Congratulations Ann!


----------



## Betsy the Quilter (Oct 27, 2008)

Gertie Kindle 'Turn to Page 390' said:


> I'll try to behave myself, Ann. This is one hat I don't want to wear.


Naah, Gertie (ML) you can't wear that one, I wear it too often!

Betsy


----------



## luvmy4brats (Nov 9, 2008)

Congratulations Ann!


----------



## rho (Feb 12, 2009)

Congratulations Ann


----------



## Michael R. Hicks (Oct 29, 2008)

Yaay!!


----------



## Susan in VA (Apr 3, 2009)

Congratulations, Ann!

Seems to me you said that after tax season you were going to kick back and relax and do nothing for a while.  Couldn't handle all that leisure, eh?


----------



## Linda Cannon-Mott (Oct 28, 2008)

Congrats Ann!


----------



## Ann in Arlington (Oct 27, 2008)

Susan in VA said:


> Seems to me you said that after tax season you were going to kick back and relax and do nothing for a while. Couldn't handle all that leisure, eh?
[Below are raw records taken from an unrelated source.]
//! Demo pilot: plays the game when nobody is at the controls
//!
//! Turns toward the nearest asteroid, fires when lined up, and teleports out
//! of imminent collisions. Purely a function of the state, so runs stay
//! deterministic.

use super::collision::Circle;
use super::state::GameState;
use super::tick::TickInput;
use crate::consts::*;

/// Angle (degrees) within which the pilot considers itself lined up
const AIM_TOLERANCE: f32 = 10.0;
/// Distance at which the pilot panics and teleports (beyond touching)
const PANIC_MARGIN: f32 = 12.0;
/// Distance at which the pilot fires an orbiting burst
const BURST_RANGE: f32 = 80.0;
/// Speed the pilot cruises at
const CRUISE_SPEED: f32 = 0.75;

/// Signed difference `to - from` in degrees, in `[-180, 180)`
fn angle_delta(from: f32, to: f32) -> f32 {
    (to - from + 180.0).rem_euclid(360.0) - 180.0
}

/// Pick this tick's input
pub fn steer(state: &GameState) -> TickInput {
    let ship = &state.ship;
    let ship_pos = ship.center();

    let Some(target) = state.asteroids.iter().min_by(|a, b| {
        let dist_a = a.center().distance(ship_pos);
        let dist_b = b.center().distance(ship_pos);
        dist_a
            .partial_cmp(&dist_b)
            .unwrap_or(std::cmp::Ordering::Equal)
    }) else {
        return TickInput::default();
    };

    let offset = target.center() - ship_pos;
    let distance = offset.length();
    let bearing = offset.y.atan2(offset.x).to_degrees();
    let delta = angle_delta(ship.direction, bearing);

    let mut input = TickInput::default();
    if distance < target.radius() + ship.radius() + PANIC_MARGIN {
        input.teleport = true;
        return input;
    }

    if delta > TURN_DEGREES / 2.0 {
        input.turn_left = true;
    } else if delta < -TURN_DEGREES / 2.0 {
        input.turn_right = true;
    }

    input.fire = delta.abs() < AIM_TOLERANCE && state.torpedoes.len() < MAX_TORPEDOS;
    input.fire_special = distance < BURST_RANGE && state.special_torpedoes.is_empty();
    input.thrust = ship.body.vel.length() < CRUISE_SPEED;
    input
}

#[cfg(test)]
mod tests {
    use super::*;
    use crate::sim::asteroid::AsteroidSize;
    use crate::sim::body::Bounds;
    use glam::Vec2;

    fn state_with_target(target: Vec2) -> GameState {
        let mut state = GameState::with_ship(1, Bounds::default(), Vec2::ZERO);
        state.add_asteroid(target, Vec2::ZERO, AsteroidSize::Large);
        state
    }

    #[test]
    fn test_angle_delta() {
        assert_eq!(angle_delta(0.0, 90.0), 90.0);
        assert_eq!(angle_delta(0.0, -90.0), -90.0);
        assert_eq!(angle_delta(350.0, 10.0), 20.0);
        assert_eq!(angle_delta(720.0, 0.0), 0.0);
    }

    #[test]
    fn test_turns_toward_target() {
        let state = state_with_target(Vec2::new(0.0, 300.0));
        let input = steer(&state);
        assert!(input.turn_left && !input.turn_right);
        assert!(!input.fire);

        let state = state_with_target(Vec2::new(0.0, -300.0));
        let input = steer(&state);
        assert!(input.turn_right && !input.turn_left);
    }

    #[test]
    fn test_fires_when_lined_up() {
        let state = state_with_target(Vec2::new(300.0, 5.0));
        let input = steer(&state);
        assert!(input.fire);
        assert!(!input.turn_left && !input.turn_right);
        assert!(!input.fire_special);
        assert!(input.thrust);
    }

    #[test]
    fn test_bursts_at_close_range() {
        let state = state_with_target(Vec2::new(60.0, 0.0));
        assert!(steer(&state).fire_special);
    }

    #[test]
    fn test_teleports_before_impact() {
        let state = state_with_target(Vec2::new(30.0, 0.0));
        let input = steer(&state);
        assert!(input.teleport);
        assert!(!input.fire);
    }

    #[test]
    fn test_idle_without_asteroids() {
        let state = GameState::with_ship(1, Bounds::default(), Vec2::ZERO);
        assert_eq!(steer(&state), TickInput::default());
    }
}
Well, that was a month ago. . . . .


----------



## lynninva (Feb 7, 2009)

Congrats, Ann!

We'll be looking for you to wear that hat to the DC gathering...


----------



## Ann in Arlington (Oct 27, 2008)

lynninva said:


> We'll be looking for you to wear that hat to the DC gathering...


What? This one?


Gertie Kindle 'Turn to Page 390' said:


>


----------



## Cindergayle (Mar 15, 2009)

Congratulations! 

Cindy


----------



## LDB (Oct 28, 2008)

Good choice in camera gear. Is that Arlington Texas? Good luck with the new gig.


----------



## Anne (Oct 29, 2008)

Congrats Ann


----------



## lynninva (Feb 7, 2009)

Ann in Arlington said:


> What? This one?


No - this one:



Betsy the Quilter said:


> The two of us will be working hard to keep you wild and crazy book people on the straight and narrow, and to keep the Book Corner and Bazaar boards organized.


----------



## Angela (Nov 2, 2008)

_*Ann !*_


----------



## Suzanne (Nov 3, 2008)

Congratulations!!


----------